Come tutte le classifiche, anche quella dei 50 Best non è immune da critiche. «Siamo onesti, nessuno di noi quando è arrivato in vetta ha mai davvero pensato di essere il migliore del mondo, ha detto Daniel Humm, chef co-proprietario patron di Eleven Madison Park (anche lui finito nella speciale Best of the Best), qualche ora prima della cerimonia di premiazione. Ed è così che deve essere interpretata la classifica dei 50 Best che, mi piace sottolineare, è un grande sondaggio, il Pallone d’Oro della gastronomia mondiale. Non si tratta di fare una valutazione in base a criteri prestabiliti, ma soltanto di scegliere in base alle proprie preferenze», sottolinea Eleonora Cozzella, responsabile del panel italiano che assegna i voti nonché Ambasciatrice del Gusto benemerita. Panel la cui composizione è tenuta riservata. «Per me ovviamente non vale la regola dell’anonimato perché, in quanto chairwoman del panel, sono ufficialmente membro dell’Academy dei 50 Best – continua Cozzella -. L’assoluto anonimato è stato scelto per garantire ancora una maggiore garanzia a un sistema di voto che è certificato anche da Deloitte. Tutti i componenti del panel, che ogni anno viene rinnovato per 1/3, firmano un gentleman agreement attraverso il quale si impegnano a non comunicare la propria identità. In questo modo non si alimenta alcun sistema di favoritismi o di inviti ad arte».

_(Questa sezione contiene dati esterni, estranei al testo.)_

//! Interleaved 2 of 5 and Standard (industrial) 2 of 5.
//!
//! Both encode digits with five elements each, two of them wide. The
//! interleaved form packs digit pairs into bars and spaces; the standard
//! form carries data in the bars only.

use crate::config::Latin1Text;
use crate::symbology::checksum::{digit_values, mod10};
use crate::symbology::encoder::{BarcodeEncoder, ChecksumSelect, Variant};
use crate::symbology::{EncodeError, EncodedSymbol, Run, SymbolStyle};

const NARROW: u32 = 1;
const WIDE: u32 = 3;

/// Five elements per digit, first element in bit 4; set bits are wide.
const DIGITS: [u8; 10] = [
    0b00110, 0b10001, 0b01001, 0b11000, 0b00101, 0b10100, 0b01100, 0b00011, 0b10010, 0b01010,
];

fn width(pattern: u8, element: usize) -> u32 {
    if pattern & (1 << (4 - element)) != 0 {
        WIDE
    } else {
        NARROW
    }
}

/// Parse digits and append the check digit when enabled.
fn prepare_digits(
    symbology: &'static str,
    text: &Latin1Text,
    checksum: bool,
) -> Result<Vec<u8>, EncodeError> {
    if text.is_empty() {
        return Err(EncodeError::length(symbology, "no data to encode"));
    }
    let mut digits = digit_values(text.as_bytes()).ok_or_else(|| {
        let position = text
            .as_bytes()
            .iter()
            .position(|b| !b.is_ascii_digit())
            .unwrap_or_default();
        EncodeError::invalid_character(symbology, text.as_bytes()[position], position)
    })?;
    if checksum {
        digits.push(mod10(&digits));
    }
    Ok(digits)
}

fn caption(digits: &[u8]) -> String {
    digits.iter().map(|&d| char::from(b'0' + d)).collect()
}

/// Interleaved 2 of 5. The digit count, check digit included, must be even.
#[derive(Debug, Clone, Default)]
pub struct Interleaved2of5 {
    style: SymbolStyle,
    checksum: bool,
}

impl Interleaved2of5 {
    pub const NAME: &'static str = "i25";

    pub fn new() -> Self {
        Self::default()
    }
}

impl BarcodeEncoder for Interleaved2of5 {
    fn name(&self) -> &'static str {
        Self::NAME
    }

    fn style(&self) -> &SymbolStyle {
        &self.style
    }

    fn style_mut(&mut self) -> &mut SymbolStyle {
        &mut self.style
    }

    fn parse(&self, text: &Latin1Text) -> Result<EncodedSymbol, EncodeError> {
        let digits = prepare_digits(Self::NAME, text, self.checksum)?;
        if digits.len() % 2 != 0 {
            return Err(EncodeError::length(
                Self::NAME,
                format!(
                    "needs an even number of digits including any check digit, got {}",
                    digits.len()
                ),
            ));
        }

        let mut runs = vec![
            Run::bar(NARROW),
            Run::space(NARROW),
            Run::bar(NARROW),
            Run::space(NARROW),
        ];
        for pair in digits.chunks_exact(2) {
            let (bars, spaces) = (DIGITS[usize::from(pair[0])], DIGITS[usize::from(pair[1])]);
            for element in 0..5 {
                runs.push(Run::bar(width(bars, element)));
                runs.push(Run::space(width(spaces, element)));
            }
        }
        runs.extend([Run::bar(WIDE), Run::space(NARROW), Run::bar(NARROW)]);

        let mut symbol = EncodedSymbol::new(self.style.clone(), runs).with_caption(caption(&digits));
        if self.checksum {
            if let Some(&check) = digits.last() {
                symbol = symbol.with_checksum(check.to_string());
            }
        }
        Ok(symbol)
    }

    fn variant(&mut self) -> Variant<'_> {
        Variant::Checksummed(self)
    }
}

impl ChecksumSelect for Interleaved2of5 {
    fn set_checksum(&mut self, enabled: bool) {
        self.checksum = enabled;
    }
}

/// Standard 2 of 5: data in the bars, narrow spaces throughout.
#[derive(Debug, Clone, Default)]
pub struct Standard2of5 {
    style: SymbolStyle,
    checksum: bool,
}

impl Standard2of5 {
    pub const NAME: &'static str = "s25";

    pub fn new() -> Self {
        Self::default()
    }
}

impl BarcodeEncoder for Standard2of5 {
    fn name(&self) -> &'static str {
        Self::NAME
    }

    fn style(&self) -> &SymbolStyle {
        &self.style
    }

    fn style_mut(&mut self) -> &mut SymbolStyle {
        &mut self.style
    }

    fn parse(&self, text: &Latin1Text) -> Result<EncodedSymbol, EncodeError> {
        let digits = prepare_digits(Self::NAME, text, self.checksum)?;

        // Start and stop are both wide, narrow, wide bars.
        let guard = [
            Run::bar(WIDE),
            Run::space(NARROW),
            Run::bar(WIDE),
            Run::space(NARROW),
            Run::bar(NARROW),
            Run::space(NARROW),
        ];
        let mut runs = guard.to_vec();
        for &digit in &digits {
            let pattern = DIGITS[usize::from(digit)];
            for element in 0..5 {
                runs.push(Run::bar(width(pattern, element)));
                runs.push(Run::space(NARROW));
            }
        }
        runs.extend([
            Run::bar(WIDE),
            Run::space(NARROW),
            Run::bar(NARROW),
            Run::space(NARROW),
            Run::bar(WIDE),
        ]);

        let mut symbol = EncodedSymbol::new(self.style.clone(), runs).with_caption(caption(&digits));
        if self.checksum {
            if let Some(&check) = digits.last() {
                symbol = symbol.with_checksum(check.to_string());
            }
        }
        Ok(symbol)
    }

    fn variant(&mut self) -> Variant<'_> {
        Variant::Checksummed(self)
    }
}

impl ChecksumSelect for Standard2of5 {
    fn set_checksum(&mut self, enabled: bool) {
        self.checksum = enabled;
    }
}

IL PANEL. «Ogni panel è composto per 1/3 da food writer, per 1/3 da chef e ristoratori e per 1/3 da conclamati gourmet e da quest’anno il 50% dei componenti è femminile. Ogni componente ha a disposizione 10 voti (prima erano 7) di cui 6 da destinare a ristoranti del proprio Paese e 4 a ristoranti esteri», spiega ancora la giornalista. Che chiarisce: «È necessario sgombrare il campo da un equivoco di fondo: chi vota lo fa perché sta molto in giro, non va in giro perché è uno che vota». Poi ci sono le critiche al Premio alla migliore donna chef appena assegnato a Daniela Soto-Innes, che è anche socia del Cosme di Manhattan. «Si tratta di un riconoscimento che va ad aggiungersi agli altri perché, naturalmente, donne e uomini sono in lizza allo stesso modo nei 50 Best – fa notare -. Il fatto che le donne sono in minoranza nel sistema gastronomico mondiale non è soltanto un problema dei 50 Best».

IN ITALIA. «Da italiana sono convinta che il nostro Paese meriterebbe di avere una maggiore presenza nella lista dei 120 (dai 100 di un anno fa la lista è stata allungata per celebrare i 120 anni della San Pellegrino, ndr)», ammette. Il problema, se tale può considerarsi, «è la grande qualità della ristorazione italiana e la conseguente dispersione dei voti. La presenza di Bottura tra i Best of the best, di Crippa e i Fratelli Alajmo nei primi 50 è importante. E anche il 51° posto di Romito (36° un anno fa, ndr) non deve essere considerato un ridimensionamento in una competizione globale come questa che ha visto balzare un italiano come Camanini all’attenzione internazionale con il riconoscimento “One to watch”».